[[ PROVIDED DATA, beginning ]]

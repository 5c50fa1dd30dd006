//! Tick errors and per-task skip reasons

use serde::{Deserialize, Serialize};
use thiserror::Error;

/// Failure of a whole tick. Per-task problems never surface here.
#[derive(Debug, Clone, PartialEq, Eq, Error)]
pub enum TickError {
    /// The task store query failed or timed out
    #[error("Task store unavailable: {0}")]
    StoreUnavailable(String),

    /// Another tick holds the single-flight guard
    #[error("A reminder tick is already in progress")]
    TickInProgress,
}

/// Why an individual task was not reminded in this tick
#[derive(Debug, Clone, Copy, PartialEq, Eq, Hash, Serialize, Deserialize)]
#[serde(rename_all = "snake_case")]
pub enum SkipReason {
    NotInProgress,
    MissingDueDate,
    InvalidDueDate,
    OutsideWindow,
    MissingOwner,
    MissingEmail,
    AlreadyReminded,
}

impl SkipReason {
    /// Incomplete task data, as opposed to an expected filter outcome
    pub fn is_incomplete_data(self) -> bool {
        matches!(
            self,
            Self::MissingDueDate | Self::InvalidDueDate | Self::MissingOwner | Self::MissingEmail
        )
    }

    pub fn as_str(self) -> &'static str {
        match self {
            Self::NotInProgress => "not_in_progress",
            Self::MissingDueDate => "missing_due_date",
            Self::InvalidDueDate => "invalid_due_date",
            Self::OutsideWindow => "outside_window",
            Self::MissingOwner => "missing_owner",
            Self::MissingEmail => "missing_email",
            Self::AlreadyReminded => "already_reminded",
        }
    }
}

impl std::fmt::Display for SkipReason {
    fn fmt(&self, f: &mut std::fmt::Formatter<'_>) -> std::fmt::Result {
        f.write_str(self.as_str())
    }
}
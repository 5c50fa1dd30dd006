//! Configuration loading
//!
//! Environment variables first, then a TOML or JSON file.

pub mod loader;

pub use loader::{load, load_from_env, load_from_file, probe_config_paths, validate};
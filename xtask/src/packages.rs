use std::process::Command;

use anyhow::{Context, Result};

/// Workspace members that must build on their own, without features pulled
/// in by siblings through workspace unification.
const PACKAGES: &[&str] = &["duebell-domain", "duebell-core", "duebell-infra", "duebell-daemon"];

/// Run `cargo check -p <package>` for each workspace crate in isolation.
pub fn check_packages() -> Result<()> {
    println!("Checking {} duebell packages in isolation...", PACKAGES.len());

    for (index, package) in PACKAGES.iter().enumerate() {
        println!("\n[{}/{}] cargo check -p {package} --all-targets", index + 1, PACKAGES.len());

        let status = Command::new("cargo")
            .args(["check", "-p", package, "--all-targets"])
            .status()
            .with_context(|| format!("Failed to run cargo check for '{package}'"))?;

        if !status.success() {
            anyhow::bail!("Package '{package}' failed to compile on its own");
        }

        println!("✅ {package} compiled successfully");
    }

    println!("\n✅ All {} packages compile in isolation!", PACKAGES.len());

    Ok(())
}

[[ PROVIDED DATA, end ]]
[[ PROVIDED DATA, beginning ]]

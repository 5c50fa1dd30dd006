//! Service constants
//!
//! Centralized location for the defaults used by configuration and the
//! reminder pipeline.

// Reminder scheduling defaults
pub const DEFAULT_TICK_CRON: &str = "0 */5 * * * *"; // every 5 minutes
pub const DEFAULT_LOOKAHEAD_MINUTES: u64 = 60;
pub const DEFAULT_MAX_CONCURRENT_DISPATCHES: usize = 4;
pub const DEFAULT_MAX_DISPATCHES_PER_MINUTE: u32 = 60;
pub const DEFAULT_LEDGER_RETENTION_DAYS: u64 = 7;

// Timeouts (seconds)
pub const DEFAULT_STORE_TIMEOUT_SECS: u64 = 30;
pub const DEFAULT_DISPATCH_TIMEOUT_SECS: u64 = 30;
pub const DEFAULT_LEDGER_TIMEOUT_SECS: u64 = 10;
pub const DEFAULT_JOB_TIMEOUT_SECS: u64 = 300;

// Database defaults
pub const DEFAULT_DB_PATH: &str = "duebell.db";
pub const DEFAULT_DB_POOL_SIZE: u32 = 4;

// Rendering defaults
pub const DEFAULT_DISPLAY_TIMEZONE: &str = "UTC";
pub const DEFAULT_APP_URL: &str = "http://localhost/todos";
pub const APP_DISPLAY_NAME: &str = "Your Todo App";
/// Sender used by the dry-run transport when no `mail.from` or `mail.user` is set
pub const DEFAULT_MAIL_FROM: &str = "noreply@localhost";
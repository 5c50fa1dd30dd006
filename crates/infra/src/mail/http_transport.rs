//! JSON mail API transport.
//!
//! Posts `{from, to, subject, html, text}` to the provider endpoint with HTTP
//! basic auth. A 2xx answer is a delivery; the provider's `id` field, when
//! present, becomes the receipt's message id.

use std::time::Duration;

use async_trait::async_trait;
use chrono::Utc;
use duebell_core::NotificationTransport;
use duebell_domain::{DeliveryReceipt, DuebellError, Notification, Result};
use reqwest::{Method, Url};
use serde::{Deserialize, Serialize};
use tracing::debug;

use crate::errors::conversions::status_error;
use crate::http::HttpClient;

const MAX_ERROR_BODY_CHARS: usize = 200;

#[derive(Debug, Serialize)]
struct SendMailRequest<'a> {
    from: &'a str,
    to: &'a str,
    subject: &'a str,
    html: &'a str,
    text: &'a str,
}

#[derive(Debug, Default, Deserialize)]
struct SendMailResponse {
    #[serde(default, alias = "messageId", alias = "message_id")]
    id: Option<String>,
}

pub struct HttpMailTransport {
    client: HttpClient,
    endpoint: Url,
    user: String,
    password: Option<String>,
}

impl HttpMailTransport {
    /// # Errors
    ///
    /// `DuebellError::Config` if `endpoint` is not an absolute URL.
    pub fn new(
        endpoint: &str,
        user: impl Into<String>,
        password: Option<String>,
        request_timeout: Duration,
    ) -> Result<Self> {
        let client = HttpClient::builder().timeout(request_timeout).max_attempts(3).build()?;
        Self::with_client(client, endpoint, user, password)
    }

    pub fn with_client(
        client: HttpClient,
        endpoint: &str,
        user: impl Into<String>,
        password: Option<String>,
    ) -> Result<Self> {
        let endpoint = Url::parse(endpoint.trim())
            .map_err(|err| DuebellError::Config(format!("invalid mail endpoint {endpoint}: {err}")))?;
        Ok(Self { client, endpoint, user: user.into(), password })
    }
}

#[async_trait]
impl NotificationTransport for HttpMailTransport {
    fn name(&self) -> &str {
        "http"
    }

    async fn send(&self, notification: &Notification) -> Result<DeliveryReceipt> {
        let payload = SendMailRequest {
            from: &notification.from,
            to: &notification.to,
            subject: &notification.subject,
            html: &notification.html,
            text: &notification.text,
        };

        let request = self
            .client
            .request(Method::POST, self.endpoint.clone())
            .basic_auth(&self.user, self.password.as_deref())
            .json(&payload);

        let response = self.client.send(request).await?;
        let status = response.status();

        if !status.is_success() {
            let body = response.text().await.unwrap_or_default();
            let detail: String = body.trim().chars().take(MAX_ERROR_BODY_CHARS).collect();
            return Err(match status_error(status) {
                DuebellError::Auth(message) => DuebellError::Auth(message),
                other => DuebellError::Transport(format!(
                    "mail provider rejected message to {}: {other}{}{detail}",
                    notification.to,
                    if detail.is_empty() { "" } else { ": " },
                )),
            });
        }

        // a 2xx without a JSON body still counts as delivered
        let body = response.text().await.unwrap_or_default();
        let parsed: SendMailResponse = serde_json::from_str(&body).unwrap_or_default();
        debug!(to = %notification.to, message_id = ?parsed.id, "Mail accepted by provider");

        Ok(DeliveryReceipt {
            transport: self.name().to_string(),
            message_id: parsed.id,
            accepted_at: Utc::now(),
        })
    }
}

[[ PROVIDED DATA, end ]]

§ WHAT THE TASK REQUIRES
Every line of the data that includes the word "anyhow" should be copied.

§ PROBLEM SOLUTION
use anyhow::{Context, Result};
            anyhow::bail!("Package '{package}' failed to compile on its own");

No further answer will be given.